In 1963, the Yale University psychologist Stanley Milgram published the results of a study he did to measure the willingness of participants to obey an authority figure and perform actions that conflicted with their conscience. Participants were led to believe that they were taking the role of Teacher in a learning experiment. Actors took the roles of Experimenter and Learner. The Experimenter instructed the Teacher to ask the Learner questions, and if the answers were incorrect, press a button to administer an electric shock to the Learner. The Learner, an actor, intentionally answered questions incorrectly, and responded as if to a real shock. As the experiment progressed, the Experimenter asked the Teacher to increase the level of shocks, even though the reactions of the Learner suggested that he was in great distress. In the first set of experiments, 65% of the participants administered the highest level of shock, which they were told was 450 volts.
Milgram devised his psychological study to answer the popular question at that particular time: “Could it be that Eichmann and his million accomplices in the Holocaust were just following orders? Could we call them all accomplices?” —Wikipedia
Others have repeated the experiment in the years since; I was reminded of it by reading about a recent repetition in Poland. And I thought of the early education of many riders.
“Kick, kick, kick!” The staccato music of a lesson barn.
There are reasons to kick a horse. There are many more reasons not to. Most kicks administered by riders to horses are given out of frustration, and almost always before other methods of communication have been exhausted. Fortunately the kicks of an eight‐year‐old don’t do much damage to a horse, and most lesson horses have experienced worse. Unfortunately, the student is never taught how to recognize when a kick is necessary, but rather that it’s always necessary when a horse isn’t “obeying”.

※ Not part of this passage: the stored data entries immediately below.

// src/models/auth.rs

use chrono::{DateTime, Utc};
use serde::{Deserialize, Serialize};
use utoipa::ToSchema;
use validator::Validate;

#[derive(Debug, Clone, Copy, PartialEq, Eq, Serialize, Deserialize, ToSchema)]
#[serde(rename_all = "lowercase")]
pub enum Role {
    User,
    Manager,
    Admin,
}

impl Role {
    // Papéis desconhecidos no banco são ignorados.
    pub fn parse(raw: &str) -> Option<Self> {
        match raw {
            "user" => Some(Role::User),
            "manager" => Some(Role::Manager),
            "admin" => Some(Role::Admin),
            _ => None,
        }
    }
}

// Representa um usuário vindo do banco de dados
#[derive(Debug, Clone, Serialize, sqlx::FromRow, ToSchema)]
pub struct User {
    pub id: i64,
    pub email: String,

    #[serde(skip_serializing)] // IMPORTANTE para segurança
    pub password_hash: String,

    pub name: String,
    pub phone_number: String,
    pub city: String,
    pub telegram: String,
    pub referral_code: String,
    pub roles: Vec<String>,
    pub created_at: DateTime<Utc>,
}

impl User {
    pub fn parsed_roles(&self) -> Vec<Role> {
        self.roles.iter().filter_map(|r| Role::parse(r)).collect()
    }
}

// Dados para login
#[derive(Debug, Deserialize, Validate, ToSchema)]
pub struct LoginUserPayload {
    #[validate(email(message = "invalid_email"))]
    #[schema(example = "agente@example.com")]
    pub email: String,
    #[validate(length(min = 6, message = "password_too_short"))]
    pub password: String,
}

// Resposta de autenticação com o token
#[derive(Debug, Serialize, ToSchema)]
pub struct AuthResponse {
    pub token: String,
}

// Estrutura de dados ("claims") dentro do JWT
#[derive(Debug, Clone, Serialize, Deserialize)]
pub struct Claims {
    pub sub: i64,          // ID do usuário
    pub roles: Vec<Role>,
    pub exp: usize,
    pub iat: usize,
}
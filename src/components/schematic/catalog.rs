//! Barcode-to-component lookup.
//!
//! The lookup is injected into the resolution workflow as `&dyn Catalog`
//! rather than read from a module-level table, so tests can substitute
//! their own catalogs.

use super::types::ComponentRecord;

/// Read-only component lookup service.
pub trait Catalog {
	/// Canonical record for `barcode`, if the catalog knows it. A miss is
	/// a normal outcome, not an error.
	fn lookup(&self, barcode: &str) -> Option<&ComponentRecord>;

	/// Every barcode the catalog can resolve, in stable order. The camera
	/// path draws its picks from this set.
	fn barcodes(&self) -> Vec<&str>;
}

/// The built-in catalog of known component specifications.
pub struct StaticCatalog {
	records: Vec<ComponentRecord>,
}

impl StaticCatalog {
	pub fn new() -> Self {
		let entry = |barcode: &str,
		             name: &str,
		             manufacturer: &str,
		             model: &str,
		             description: &str,
		             specs: &str,
		             color: &str,
		             category: &str| ComponentRecord {
			barcode: barcode.into(),
			name: name.into(),
			manufacturer: manufacturer.into(),
			model: model.into(),
			description: description.into(),
			specs: specs.into(),
			color: color.into(),
			category: category.into(),
		};
		Self {
			records: vec![
				entry(
					"123456789012",
					"Intel Core i7-13700K",
					"Intel",
					"i7-13700K",
					"13th Gen Intel Core Processor",
					"16 cores, 24 threads, 3.4GHz base, 5.4GHz boost, 125W TDP",
					"#0071c5",
					"CPU",
				),
				entry(
					"987654321098",
					"NVIDIA RTX 4080",
					"NVIDIA",
					"GeForce RTX 4080",
					"High-performance graphics card",
					"16GB GDDR6X, 2505MHz boost clock, 320W TDP",
					"#76b900",
					"GPU",
				),
				entry(
					"456789123456",
					"Corsair Vengeance LPX 32GB",
					"Corsair",
					"CMK32GX4M2E3200C16",
					"DDR4 Memory Kit",
					"32GB (2x16GB), DDR4-3200, CL16, 1.35V",
					"#ffcc00",
					"Memory",
				),
				entry(
					"789123456789",
					"Samsung 980 PRO 2TB",
					"Samsung",
					"MZ-V8P2T0B/AM",
					"NVMe SSD",
					"2TB capacity, PCIe 4.0, 7000MB/s read, 5100MB/s write",
					"#1f8dd6",
					"Storage",
				),
			],
		}
	}
}

impl Default for StaticCatalog {
	fn default() -> Self {
		Self::new()
	}
}

impl Catalog for StaticCatalog {
	fn lookup(&self, barcode: &str) -> Option<&ComponentRecord> {
		self.records.iter().find(|r| r.barcode == barcode)
	}

	fn barcodes(&self) -> Vec<&str> {
		self.records.iter().map(|r| r.barcode.as_str()).collect()
	}
}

And the expectation has been created. Force is always an option. Pain compliance is nevertheless compliance. And by the time that eight‐year‐old becomes an adult, with spurs, or a crop, or a twisted‐wire snaffle, or draw reins, “Kick, kick, kick!” has been internalized. When other “authority figures” chime in with “Show him who’s boss,” “Horses don’t feel pain the way we do,” “Make him yield at the poll,” the message is reinforced. We’re teaching the horses, so it must be okay.
Where do we go to find the evil here? We all came through the same system. We learned the same lessons. Some of us realized what we were doing and said, “No! I won’t do this any more.” Others continue to go along, because of ignorance, social pressure, or expedience. Kick him. Push the button. You have no other choice, you must go on.